_WORK REQUEST_: Up to and including the line containing "against a live", set down each line of the entries below exactly, starting from the first, and leave out the rest.
BEGIN MATERIALS PROVIDED
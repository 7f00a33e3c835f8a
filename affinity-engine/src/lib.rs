//! # affinity-engine: Engagement Scheduling
//!
//! Drives the relationship ledger and fact lifecycle from `affinity-core`
//! against a live chat: scores inbound messages, remembers conversations,
//! and decides when the agent should message someone first.
//!
//! ## Architecture
//!
//! ```text
//! ┌──────────────────────────────────────────────┐
//! │               chat transport                 │
//! └───────▲──────────────────────────┬───────────┘
//!         │ send_direct_message      │ handle_inbound / record_reply
//! ┌───────┴──────────────────────────▼───────────┐
//! │  Engine                                      │
//! │  ┌─────────────┐ ┌──────────┐ ┌───────────┐  │
//! │  │ EngineState │ │  loops   │ │ WorkerPool│  │
//! │  └─────────────┘ └────┬─────┘ └───────────┘  │
//! │                       ▼                      │
//! │   RelationshipLedger · FactLifecycleManager  │
//! │              ProfileStore · VectorMemory     │
//! └──────────────────────────────────────────────┘
//! ```
//!
//! ## Modules
//!
//! - `engine`: inbound orchestration and every periodic tick
//! - `loops`: cancellable timers driving the ticks
//! - `outreach`: who may be messaged, backoff schedule
//! - `state`: process-local state container
//! - `pool`: bounded per-user concurrency

#![deny(clippy::unwrap_used)]
#![deny(missing_docs)]
#![warn(clippy::pedantic)]
#![allow(clippy::module_name_repetitions)]

pub mod engine;
pub mod loops;
pub mod outreach;
pub mod pool;
pub mod state;

pub use engine::{Collaborators, Engine, InboundMessage, InboundOutcome};
pub use pool::WorkerPool;
pub use state::{EngineState, Exchange, Speaker};

use tracing_subscriber::EnvFilter;

/// Install a global `tracing` subscriber filtered at `level` (overridable
/// through `RUST_LOG`). Emits JSON lines when `json` is set.
///
/// Returns `false` if a global subscriber was already installed.
pub fn init_tracing(level: &str, json: bool) -> bool {
    let filter = EnvFilter::try_from_default_env().unwrap_or_else(|_| EnvFilter::new(level));
    let builder = tracing_subscriber::fmt().with_env_filter(filter).with_target(false);
    let installed = if json {
        builder.json().try_init()
    } else {
        builder.try_init()
    };
    installed.is_ok()
}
END MATERIALS PROVIDED
_SOLUTION FOR THIS TASK_:
repository 7f00a33e3c835f8a
filename affinity-engine/src/lib.rs
//! # affinity-engine: Engagement Scheduling
//!
//! Drives the relationship ledger and fact lifecycle from `affinity-core`
//! against a live chat: scores inbound messages, remembers conversations,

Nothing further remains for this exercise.